A escritora explica que o tom de Alencar não era de brincadeira. O clima pesou. Mudou-se de assunto e a situação, com a intervenção de terceiros, acalmou-se.
Lula, segundo Eliane, adorou. “Tanto que, passados os anos, em novembro de 2009, contou a história, sob risadas gerais, durante a entrega do título de presidente honorário da Fiesp a Alencar. Só omitiu, claro,”o porra.” Segundo Alencar, a reação naquele jantar foi “para mostrar a eles que não estávamos ali querendo saber o que ele queria que fizéssemos na Presidência, que não admitíamos o camarada dizer como devíamos agir.”
Os pronunciamentos de Alencar eram costumeiramente assim. Projetavam sempre o seu jeito de ser. Na vida familiar, na atividade profissional, na labuta do dia-a-dia, no diálogo do escritório, no papo descontraído em rodas de amigos e conhecidos. A autenticidade era um atributo seu. Aflorava com naturalidade nos ditos e nos fazeres. Isso ajuda, como não? a explicar a sempre crescente simpatia com que a opinião pública passou, a partir de determinada hora, a acompanhar sua caminhada.

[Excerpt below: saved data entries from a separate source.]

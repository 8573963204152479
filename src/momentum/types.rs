//! Data records produced by the momentum pipeline.

use crate::momentum::error::SkipReason;
use crate::types::MarketCapTier;
use chrono::{DateTime, Utc};
use serde::{Deserialize, Serialize};
use std::fmt;

/// Canonical per-token metrics, derived from one raw row.
#[derive(Debug, Clone, PartialEq, Serialize, Deserialize)]
pub struct TokenMetrics {
    pub name: String,
    /// Position of the source row among the data rows
    pub row_index: usize,
    pub market_cap: f64,
    pub tier: MarketCapTier,
    /// Log-compressed turnover, `ln(1 + %supply traded)`
    pub turnover: f64,
    /// Volume / market cap, in percent
    pub hype_activity: f64,
    /// `hype_activity / 100`
    pub vmr: f64,
    pub volatility: f64,
    pub mcap_change_24h: f64,
    pub price_change_24h: f64,
    /// Zero when the source has no 7d column
    pub price_change_7d: f64,
    /// Heuristic proxy derived from the volume/market-cap ratio
    pub volume_change_24h: f64,
    /// Coarse three-level proxy: 1.0, 0.5 or 0.3
    pub price_volume_correlation: f64,
}

/// Outlier detection strategy.
#[derive(Debug, Clone, Copy, PartialEq, Eq, Serialize, Deserialize)]
#[serde(rename_all = "lowercase")]
pub enum OutlierMethod {
    Iqr,
    #[serde(rename = "zscore")]
    ZScore,
    Hybrid,
}

/// Result of analyzing one metric across a tier population.
#[derive(Debug, Clone, Default, PartialEq)]
pub struct OutlierAnalysis {
    /// Values above the upper adaptive bound
    pub outliers: Vec<f64>,
    /// Positional outlier flags, same length as the input
    pub outlier_mask: Vec<bool>,
    /// Normalized scores in [0, 1]
    pub normalized: Vec<f64>,
    /// Rank scores in [0, 1], 1 for the highest value
    pub ranks: Vec<f64>,
}

impl OutlierAnalysis {
    /// Neutral result for populations too small for percentile statistics.
    pub fn neutral(len: usize) -> Self {
        Self {
            outliers: Vec::new(),
            outlier_mask: vec![false; len],
            normalized: vec![0.0; len],
            ranks: vec![0.0; len],
        }
    }

    pub fn is_outlier(&self, idx: usize) -> bool {
        self.outlier_mask.get(idx).copied().unwrap_or(false)
    }
}

/// Normalized per-metric scores kept for traceability.
#[derive(Debug, Clone, Default, PartialEq, Serialize, Deserialize)]
pub struct ComponentScores {
    pub mcap: f64,
    pub turnover: f64,
    pub hype: f64,
    pub price: f64,
    pub volume: f64,
    pub volatility: f64,
}

/// Momentum category combining score level and freshness.
#[derive(Debug, Clone, Copy, PartialEq, Eq, Serialize, Deserialize)]
pub enum MomentumType {
    #[serde(rename = "New Strong")]
    NewStrong,
    #[serde(rename = "Established Strong")]
    EstablishedStrong,
    #[serde(rename = "New Moderate")]
    NewModerate,
    #[serde(rename = "Established Moderate")]
    EstablishedModerate,
    Emerging,
    Fading,
}

impl MomentumType {
    pub fn as_str(&self) -> &'static str {
        match self {
            MomentumType::NewStrong => "New Strong",
            MomentumType::EstablishedStrong => "Established Strong",
            MomentumType::NewModerate => "New Moderate",
            MomentumType::EstablishedModerate => "Established Moderate",
            MomentumType::Emerging => "Emerging",
            MomentumType::Fading => "Fading",
        }
    }
}

impl fmt::Display for MomentumType {
    fn fmt(&self, f: &mut fmt::Formatter<'_>) -> fmt::Result {
        f.pad(self.as_str())
    }
}

/// Strength bucket of the final score.
#[derive(Debug, Clone, Copy, PartialEq, Eq, PartialOrd, Ord, Serialize, Deserialize)]
pub enum MomentumStrength {
    #[serde(rename = "Very Weak")]
    VeryWeak,
    Weak,
    Moderate,
    Strong,
    #[serde(rename = "Very Strong")]
    VeryStrong,
}

impl MomentumStrength {
    pub fn as_str(&self) -> &'static str {
        match self {
            MomentumStrength::VeryWeak => "Very Weak",
            MomentumStrength::Weak => "Weak",
            MomentumStrength::Moderate => "Moderate",
            MomentumStrength::Strong => "Strong",
            MomentumStrength::VeryStrong => "Very Strong",
        }
    }
}

impl fmt::Display for MomentumStrength {
    fn fmt(&self, f: &mut fmt::Formatter<'_>) -> fmt::Result {
        f.pad(self.as_str())
    }
}

/// A token with its full score breakdown and classification.
#[derive(Debug, Clone, PartialEq, Serialize, Deserialize)]
pub struct ScoredToken {
    #[serde(flatten)]
    pub metrics: TokenMetrics,
    pub components: ComponentScores,
    pub base_score: f64,
    pub outlier_bonus: f64,
    pub rank_bonus: f64,
    pub correlation_bonus: f64,
    pub volatility_modifier: f64,
    pub raw_score: f64,
    /// Early momentum score after population rescale
    pub final_score: f64,
    pub duration_days: u32,
    pub momentum_type: MomentumType,
    pub momentum_strength: MomentumStrength,
    /// Flagged as an outlier on mcap change, turnover or hype
    pub is_outlier: bool,
}

/// A row that did not produce metrics, with the reason.
#[derive(Debug, Clone, PartialEq)]
pub struct SkippedRow {
    pub row_index: usize,
    pub name: Option<String>,
    pub reason: SkipReason,
}

/// Outcome of extracting one tier's population from a payload.
#[derive(Debug, Clone, Default)]
pub struct ExtractionReport {
    pub tokens: Vec<TokenMetrics>,
    pub skipped: Vec<SkippedRow>,
}

impl ExtractionReport {
    /// Skipped rows that indicate bad data rather than tier filtering.
    pub fn anomalies(&self) -> impl Iterator<Item = &SkippedRow> {
        self.skipped.iter().filter(|s| s.reason.is_anomaly())
    }
}

/// Caller-facing result of one tier pass.
#[derive(Debug, Clone, Serialize)]
pub struct TierReport {
    pub tier: MarketCapTier,
    pub generated_at: DateTime<Utc>,
    /// Tokens in the tier population before filtering
    pub population: usize,
    /// Rows skipped for data problems (tier mismatches excluded)
    pub skipped: usize,
    /// Filtered tokens, sorted by final score descending
    pub tokens: Vec<ScoredToken>,
}

impl TierReport {
    pub fn empty(tier: MarketCapTier) -> Self {
        Self {
            tier,
            generated_at: Utc::now(),
            population: 0,
            skipped: 0,
            tokens: Vec::new(),
        }
    }
}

Suas intervenções na política projetavam, exuberantemente, o conceito magistral, cheio de verdades, que tinha do exercício da vida pública. De suas palavras conseguia-se extrair sempre um enfoque clarividente dos problemas sociais, um conhecimento arguto da realidade brasileira. E mais: a crença pessoal enraizada, transmitida de viva voz e nos exemplos contagiantes das rotinas de vida, de que todo o homem público deve ser possuidor de sentimento nacional, sensibilidade social e probidade no trato dos assuntos de interesse coletivo.
JA deixou uma infinidade de lições. De humanidade e de brasilidade, sobretudo.